British-Israeli Deby Sharon is sub-letting her son’s apartment in the southern town of Be’er Sheva while he serves on the front lines in Gaza. “We miss our house, we miss the feeling of getting up in the morning and not thinking where will I be today, where will I be tomorrow, asking ourselves will we ever feel safe again,” she says of her home in Moshav Yated, a small farming community on the Gaza periphery.

“I have this drama every morning, asking how long it will be before I look through the window again and think how beautiful the lemon tree looks and wondering how many lemons I will get this year.”

The communes on Gaza’s border have been faced with an existential crisis. Many of their Left-leaning residents believed Israelis and Palestinians could live in peace as neighbours. They offered Gazans well-paid work in conditions far better than in Gaza, and many volunteered as drivers for the 600 Gazan patients who, until October 7, received life-saving medical treatments in Israeli hospitals.

‘none of us are really alive’: displaced israelis cling to hopes of normality

The Shusterman family in their temporary accommodation after being evacuated from their home in the village of Regba near the Lebanese border – Miro Maman/Reuters

“People that were once willing to live in an area where rockets were regularly thrown on them are no longer willing to do that now,” Mrs Sharon said. “We all believed it would get better.

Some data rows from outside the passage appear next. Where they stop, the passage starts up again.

#[cfg(test)]
mod tests {
    use super::*;
    use chrono::TimeZone;

    fn sample_contact() -> Contact {
        let created = Utc.with_ymd_and_hms(2023, 1, 15, 10, 30, 0).unwrap();
        Contact::from_draft(
            ContactDraft::new("John", "Smith", "john@example.com", "Acme Inc.")
                .status(ContactStatus::Customer)
                .tag("VIP"),
            created,
        )
    }

    #[test]
    fn test_value_untagged_json() {
        let record: Record = serde_json::from_str(
            r#"{"name": "Deal", "amount": 15000, "tags": ["a", "b"], "completedAt": null}"#,
        )
        .unwrap();

        assert_eq!(record.get("name"), &Value::Text("Deal".to_string()));
        assert_eq!(record.get("amount"), &Value::Number(15000.0));
        assert_eq!(
            record.get("tags"),
            &Value::List(vec!["a".to_string(), "b".to_string()])
        );
        assert!(record.get("completedAt").is_null());
        assert!(record.get("missing").is_null());
    }

    #[test]
    fn test_value_number_view() {
        assert_eq!(Value::from("10000").as_number(), Some(10000.0));
        assert_eq!(Value::from(70.0).as_number(), Some(70.0));
        assert_eq!(Value::from("Acme").as_number(), None);
        assert_eq!(Value::Null.as_number(), None);
    }

    #[test]
    fn test_parse_date_formats() {
        let full = parse_date("2023-09-10T14:25:00Z").unwrap();
        assert_eq!(full, Utc.with_ymd_and_hms(2023, 9, 10, 14, 25, 0).unwrap());

        let naive = parse_date("2023-09-10T14:25:00").unwrap();
        assert_eq!(naive, full);

        let day = parse_date("2023-09-10").unwrap();
        assert_eq!(day, Utc.with_ymd_and_hms(2023, 9, 10, 0, 0, 0).unwrap());

        assert!(parse_date("next tuesday").is_none());
        assert!(parse_date("").is_none());
    }

    #[test]
    fn test_value_display() {
        assert_eq!(Value::Number(15000.0).to_string(), "15000");
        assert_eq!(Value::Number(0.5).to_string(), "0.5");
        assert_eq!(
            Value::List(vec!["VIP".into(), "Technical".into()]).to_string(),
            "VIP, Technical"
        );
        assert_eq!(Value::Null.to_string(), "");
    }

    #[test]
    fn test_contact_status_parse() {
        assert_eq!(ContactStatus::parse("customer"), Some(ContactStatus::Customer));
        assert_eq!(ContactStatus::parse(" Partner "), Some(ContactStatus::Partner));
        assert_eq!(ContactStatus::parse("prospect"), None);
        assert_eq!(ContactStatus::default(), ContactStatus::Lead);
    }

    #[test]
    fn test_draft_normalized() {
        let draft = ContactDraft {
            first_name: "  Emily ".into(),
            tags: vec!["New".into(), " New".into(), "".into(), "Marketing".into()],
            ..Default::default()
        }
        .normalized();

        assert_eq!(draft.first_name, "Emily");
        assert_eq!(draft.tags, vec!["New".to_string(), "Marketing".to_string()]);
    }

    #[test]
    fn test_contact_tags() {
        let mut contact = sample_contact();
        assert!(!contact.add_tag("VIP"));
        assert!(contact.add_tag("Technical"));
        assert_eq!(contact.tags.len(), 2);

        assert!(contact.remove_tag("VIP"));
        assert!(!contact.remove_tag("VIP"));
        assert_eq!(contact.tags, vec!["Technical".to_string()]);
    }

    #[test]
    fn test_contact_record() {
        let contact = sample_contact();
        let record = contact.to_record();

        assert_eq!(record.get("name"), &Value::from("John Smith"));
        assert_eq!(record.get("status"), &Value::from("Customer"));
        assert_eq!(record.get("createdAt"), &Value::from("2023-01-15T10:30:00Z"));
        assert!(record.get("lastActivity").is_null());
        assert_eq!(record.get("tags"), &Value::List(vec!["VIP".to_string()]));
    }

    #[test]
    fn test_contact_apply_keeps_identity() {
        let mut contact = sample_contact();
        let id = contact.id.clone();
        let created = contact.created_at;
        let now = Utc.with_ymd_and_hms(2023, 2, 1, 0, 0, 0).unwrap();

        contact.apply(
            ContactDraft::new("Johnny", "Smith", "johnny@example.com", "Acme Inc."),
            now,
        );

        assert_eq!(contact.id, id);
        assert_eq!(contact.created_at, created);
        assert_eq!(contact.first_name, "Johnny");
        assert_eq!(contact.modified_at, Some(now));
    }
}
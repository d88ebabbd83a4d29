//! Visualization shaping
//!
//! Turns a filtered row set into either a table or a chart-ready structure.
//!
//! ```text
//! rows + fields ──► table             columns = fields, cells formatted
//!               └─► chart, 1 field    count per formatted value ("Count")
//!               └─► chart, 2+ fields  first field as category, second as value
//! ```
//!
//! Only counting is supported; there is one series per chart.

use crate::report::ast::ChartType;
use crate::schema;
use crate::store::{Fields, Value};
use serde::{Deserialize, Serialize};
use std::collections::HashMap;

/// Message shown when there is nothing to draw
pub const NO_DATA: &str = "No data available";

/// Chart colors, applied in order
pub const PALETTE: &[&str] = &[
    "#3b82f6", "#8b5cf6", "#f59e0b", "#10b981", "#ef4444", "#06b6d4",
];

/// Rendered output of a report
#[derive(Debug, Clone, PartialEq, Serialize, Deserialize)]
#[serde(tag = "kind", rename_all = "lowercase")]
pub enum Visualization {
    Empty { message: String },
    Table(TableView),
    Chart(ChartView),
}

impl Visualization {
    pub fn empty() -> Self {
        Visualization::Empty {
            message: NO_DATA.to_string(),
        }
    }

    pub fn is_empty(&self) -> bool {
        matches!(self, Visualization::Empty { .. })
    }
}

#[derive(Debug, Clone, PartialEq, Serialize, Deserialize)]
pub struct Column {
    pub id: String,
    pub label: String,
}

#[derive(Debug, Clone, PartialEq, Serialize, Deserialize)]
pub struct TableView {
    pub columns: Vec<Column>,
    pub rows: Vec<Vec<String>>,
}

#[derive(Debug, Clone, PartialEq, Serialize, Deserialize)]
pub struct NamedSeries {
    pub name: String,
    pub data: Vec<f64>,
}

/// Pie charts take a flat list of values; the other charts take named series
#[derive(Debug, Clone, PartialEq, Serialize, Deserialize)]
#[serde(untagged)]
pub enum ChartSeries {
    Flat(Vec<f64>),
    Named(Vec<NamedSeries>),
}

#[derive(Debug, Clone, PartialEq, Serialize, Deserialize)]
#[serde(rename_all = "camelCase")]
pub struct ChartView {
    pub chart_type: ChartType,
    pub title: String,
    pub categories: Vec<String>,
    pub series: ChartSeries,
    /// Slice labels, pie only
    #[serde(default, skip_serializing_if = "Option::is_none")]
    pub labels: Option<Vec<String>>,
    pub colors: Vec<String>,
}

/// Shape rows for display
pub fn shape<T: Fields>(
    rows: &[T],
    fields: &[String],
    entity: &str,
    chart_type: ChartType,
) -> Visualization {
    if rows.is_empty() || fields.is_empty() {
        return Visualization::empty();
    }

    match (chart_type, fields) {
        (ChartType::Table, _) => Visualization::Table(table(rows, fields, entity)),
        (_, [only]) => Visualization::Chart(count_chart(rows, only, entity, chart_type)),
        (_, [first, second, ..]) => {
            Visualization::Chart(value_chart(rows, first, second, entity, chart_type))
        }
        (_, []) => Visualization::empty(),
    }
}

/// Column labels and formatted cells
pub fn table<T: Fields>(rows: &[T], fields: &[String], entity: &str) -> TableView {
    let columns = fields
        .iter()
        .map(|f| Column {
            id: f.clone(),
            label: schema::field_label(entity, f).to_string(),
        })
        .collect();

    let rows = rows
        .iter()
        .map(|row| fields.iter().map(|f| format_value(&row.field(f), f)).collect())
        .collect();

    TableView { columns, rows }
}

fn count_chart<T: Fields>(rows: &[T], field: &str, entity: &str, chart_type: ChartType) -> ChartView {
    // First-seen order of categories
    let mut categories: Vec<String> = Vec::new();
    let mut counts: Vec<f64> = Vec::new();
    let mut index: HashMap<String, usize> = HashMap::new();

    for row in rows {
        let key = format_value(&row.field(field), field);
        match index.get(&key) {
            Some(&i) => counts[i] += 1.0,
            None => {
                index.insert(key.clone(), categories.len());
                categories.push(key);
                counts.push(1.0);
            }
        }
    }

    let (series, labels) = if chart_type == ChartType::Pie {
        (ChartSeries::Flat(counts), Some(categories.clone()))
    } else {
        (
            ChartSeries::Named(vec![NamedSeries {
                name: "Count".to_string(),
                data: counts,
            }]),
            None,
        )
    };

    ChartView {
        chart_type,
        title: format!("{} Distribution", schema::field_label(entity, field)),
        categories,
        series,
        labels,
        colors: palette(),
    }
}

fn value_chart<T: Fields>(
    rows: &[T],
    category: &str,
    measure: &str,
    entity: &str,
    chart_type: ChartType,
) -> ChartView {
    let categories = rows
        .iter()
        .map(|row| format_value(&row.field(category), category))
        .collect();

    // Non-numeric measures plot as 1 so every row still shows up
    let data = rows
        .iter()
        .map(|row| match row.field(measure) {
            Value::Number(n) => n,
            _ => 1.0,
        })
        .collect();

    let category_label = schema::field_label(entity, category);
    let measure_label = schema::field_label(entity, measure);

    ChartView {
        chart_type,
        title: format!("{} vs {}", category_label, measure_label),
        categories,
        series: ChartSeries::Named(vec![NamedSeries {
            name: measure_label.to_string(),
            data,
        }]),
        labels: None,
        colors: palette(),
    }
}

fn palette() -> Vec<String> {
    PALETTE.iter().map(|c| c.to_string()).collect()
}

/// Display form of a cell
///
/// Null renders as `-`; text in a date-named field renders as
/// `YYYY-MM-DD HH:MM` (UTC) when it parses; lists join with `, `.
pub fn format_value(value: &Value, field_id: &str) -> String {
    match value {
        Value::Null => "-".to_string(),
        Value::Text(s) if is_date_field(field_id) => match value.as_date() {
            Some(dt) => dt.format("%Y-%m-%d %H:%M").to_string(),
            None => s.clone(),
        },
        other => other.to_string(),
    }
}

fn is_date_field(field_id: &str) -> bool {
    field_id.contains("date") || field_id.contains("Date")
}

#[cfg(test)]
mod tests {
    use super::*;
    use crate::store::Record;

    fn fields(ids: &[&str]) -> Vec<String> {
        ids.iter().map(|s| s.to_string()).collect()
    }

    fn contacts() -> Vec<Record> {
        vec![
            Record::new().with("status", "Customer").with("firstName", "John"),
            Record::new().with("status", "Lead").with("firstName", "Emily"),
            Record::new().with("status", "Customer").with("firstName", "Sarah"),
            Record::new().with("firstName", "Nobody"),
        ]
    }

    #[test]
    fn test_empty_input() {
        let rows: Vec<Record> = Vec::new();
        assert_eq!(
            shape(&rows, &fields(&["status"]), "contacts", ChartType::Bar),
            Visualization::empty()
        );
        assert!(shape(&contacts(), &[], "contacts", ChartType::Table).is_empty());
    }

    #[test]
    fn test_single_field_counts() {
        let viz = shape(&contacts(), &fields(&["status"]), "contacts", ChartType::Bar);
        let Visualization::Chart(chart) = viz else {
            panic!("expected chart");
        };

        assert_eq!(chart.title, "Status Distribution");
        assert_eq!(chart.categories, vec!["Customer", "Lead", "-"]);
        assert_eq!(
            chart.series,
            ChartSeries::Named(vec![NamedSeries {
                name: "Count".to_string(),
                data: vec![2.0, 1.0, 1.0],
            }])
        );
        assert!(chart.labels.is_none());
        assert_eq!(chart.colors.len(), PALETTE.len());
    }

    #[test]
    fn test_count_chart_many_categories() {
        let rows: Vec<Record> = (0..1000)
            .map(|i| Record::new().with("company", format!("Company {}", (i * 7) % 250)))
            .collect();

        let Visualization::Chart(chart) = shape(&rows, &fields(&["company"]), "contacts", ChartType::Bar) else {
            panic!("expected chart");
        };

        assert_eq!(chart.categories.len(), 250);
        assert_eq!(chart.categories[0], "Company 0");
        assert_eq!(chart.categories[1], "Company 7");
        let ChartSeries::Named(series) = chart.series else {
            panic!("expected named series");
        };
        assert!(series[0].data.iter().all(|c| *c == 4.0));
    }

    #[test]
    fn test_pie_uses_flat_series_and_labels() {
        let viz = shape(&contacts(), &fields(&["status"]), "contacts", ChartType::Pie);
        let Visualization::Chart(chart) = viz else {
            panic!("expected chart");
        };

        assert_eq!(chart.series, ChartSeries::Flat(vec![2.0, 1.0, 1.0]));
        assert_eq!(chart.labels, Some(vec!["Customer".into(), "Lead".into(), "-".into()]));
    }

    #[test]
    fn test_two_field_chart() {
        let rows = vec![
            Record::new().with("stage", "Proposal").with("amount", 15000.0),
            Record::new().with("stage", "Negotiation").with("amount", "8500"),
            Record::new().with("stage", "Proposal"),
        ];

        let viz = shape(&rows, &fields(&["stage", "amount", "priority"]), "deals", ChartType::Line);
        let Visualization::Chart(chart) = viz else {
            panic!("expected chart");
        };

        assert_eq!(chart.title, "Stage vs Amount");
        assert_eq!(chart.categories, vec!["Proposal", "Negotiation", "Proposal"]);
        assert_eq!(
            chart.series,
            ChartSeries::Named(vec![NamedSeries {
                name: "Amount".to_string(),
                data: vec![15000.0, 1.0, 1.0],
            }])
        );
    }

    #[test]
    fn test_table_formatting() {
        let rows = vec![Record::new()
            .with("title", "Send invoice")
            .with("dueDate", "2023-09-10T00:00:00Z")
            .with("completedAt", Value::Null)
            .with("tags", vec!["a".to_string(), "b".to_string()])];

        let viz = shape(
            &rows,
            &fields(&["title", "dueDate", "completedAt", "tags"]),
            "tasks",
            ChartType::Table,
        );
        let Visualization::Table(table) = viz else {
            panic!("expected table");
        };

        assert_eq!(table.columns[0].label, "Task Title");
        assert_eq!(table.columns[3].label, "tags");
        assert_eq!(
            table.rows[0],
            vec!["Send invoice", "2023-09-10 00:00", "-", "a, b"]
        );
    }

    #[test]
    fn test_format_value() {
        assert_eq!(format_value(&Value::Number(70.0), "probability"), "70");
        assert_eq!(format_value(&Value::from("soon"), "closeDate"), "soon");
        // completedAt has no "date" in its id
        assert_eq!(
            format_value(&Value::from("2023-09-09T15:00:00Z"), "completedAt"),
            "2023-09-09T15:00:00Z"
        );
        assert_eq!(format_value(&Value::from(""), "name"), "");
    }

    #[test]
    fn test_visualization_json_shape() {
        let viz = shape(&contacts(), &fields(&["status"]), "contacts", ChartType::Pie);
        let json = serde_json::to_value(&viz).unwrap();
        assert_eq!(json["kind"], "chart");
        assert_eq!(json["chartType"], "pie");
        assert_eq!(json["series"][0], 2.0);
        assert_eq!(json["labels"][0], "Customer");

        let json = serde_json::to_value(Visualization::empty()).unwrap();
        assert_eq!(json["kind"], "empty");
        assert_eq!(json["message"], NO_DATA);
    }
}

Now, Hamas says October 7 is just the start and we believe them.”

Thousands of those in hotels are paid for by the government. Some of the displaced, like Mrs Sharon, are given a daily stipend of 200 shekels a day for adults, and 100 for children, though thousands do not qualify for the support.

How long the financial aid will last is still to be seen amid a war which the Israeli government has said will likely continue for months.

Mrs Sharon is living with her family and two big dogs which need regular walks in a town which continues to be bombarded from Gaza. “I feel I have no ground to stand on. My life stopped on October 7. I can pass a shop and see people buying stuff and I think, ‘oh normal people, one day I will be like them’.”

Cooking in the apartment offers a momentary escape. “Even when we don’t feel like it, cooking is the smell of home. I catch myself stirring something and imagining myself doing it at home, using my own saucepan. It gives me a good feeling that feels like light,” she says.

She and her husband try each week to meet up with at least one of their children and meet other evacuated friends to have drinks. “Even if we say ‘what are we drinking to in the hell of this life’, we still say cheers to a better life, to remember what that life feels like, so we have something to hang onto.”